Allow me to describe briefly a cluster of dogmas, and you tell me when they start sounding like a “system of religion.” Ru Paul stated in an interview with Time, “Drag has always served a purpose. We mock identity. We’re shape-shifters. We are God in drag. And that’s our role to remind people of that.” As I unpack in depth elsewhere, the autonomous “I”—the self-creating self—has taken the sovereign mantle of identity-making that God held in traditional theology.
How many state-funded schools shape impressionable minds with the doctrine that human nature is not defined by God but by the sovereign individual? How many tax dollars fund schools that faithfully catechize young people with the doctrines of Karl Marx and his ideological descendants, such as critical theorist Herbert Marcuse and Derrick Bell, the father of critical race theory? How many are forced to learn the orthodox soteriology by which we must save ourselves from the sins of capitalism and whiteness through the penance of social justice activism to set up an egalitarian heaven-on-earth?

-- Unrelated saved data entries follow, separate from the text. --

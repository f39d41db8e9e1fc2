//! User model returned by the user API.

use serde::{Deserialize, Serialize};

/// A user as served by `GET /api/users/{id}`.
#[derive(Debug, Clone, PartialEq, Eq, Serialize, Deserialize, Default)]
pub struct User {
    /// Numeric user ID
    pub id: u64,

    /// Display name
    pub name: String,

    /// Contact email address
    pub email: String,
}

impl User {
    /// Create a new user.
    pub fn new(id: u64, name: impl Into<String>, email: impl Into<String>) -> Self {
        Self {
            id,
            name: name.into(),
            email: email.into(),
        }
    }
}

Then there is Harvard’s Chris Hinkle who argued in the Journal of the American Academy of Religion, “Homosexuality must make its moral case, not merely its civil-social rights case. It must show the deep spirituality of homosexual love.” Gender ideologues Monica Sjoo and Barbara Moor contend that “Creative women and men in all ages have found rigid heterosexuality in conflict with being fully alive and aware on all levels—sexual, psychic, and spiritual” (emphasis added). Women’s Studies professor Emily Culpepper identifies gays and lesbians as “shamans for a future age.” Christian de la Huerta of the National Gay and Lesbian Task Force advocates for “pressing back cultural boundaries by a people uniquely qualified for spiritual exploration … modern day shamans.” In his “Articles of Faith: In the Spirit of Pride” de la Huerta celebrates the sexual boundary pushing of such shamans as “a gift, a blessing … and a sacred privilege” (emphasis added). Should such self-described spirituality and faith continue to be inculcated into young minds on the taxpayer’s dime?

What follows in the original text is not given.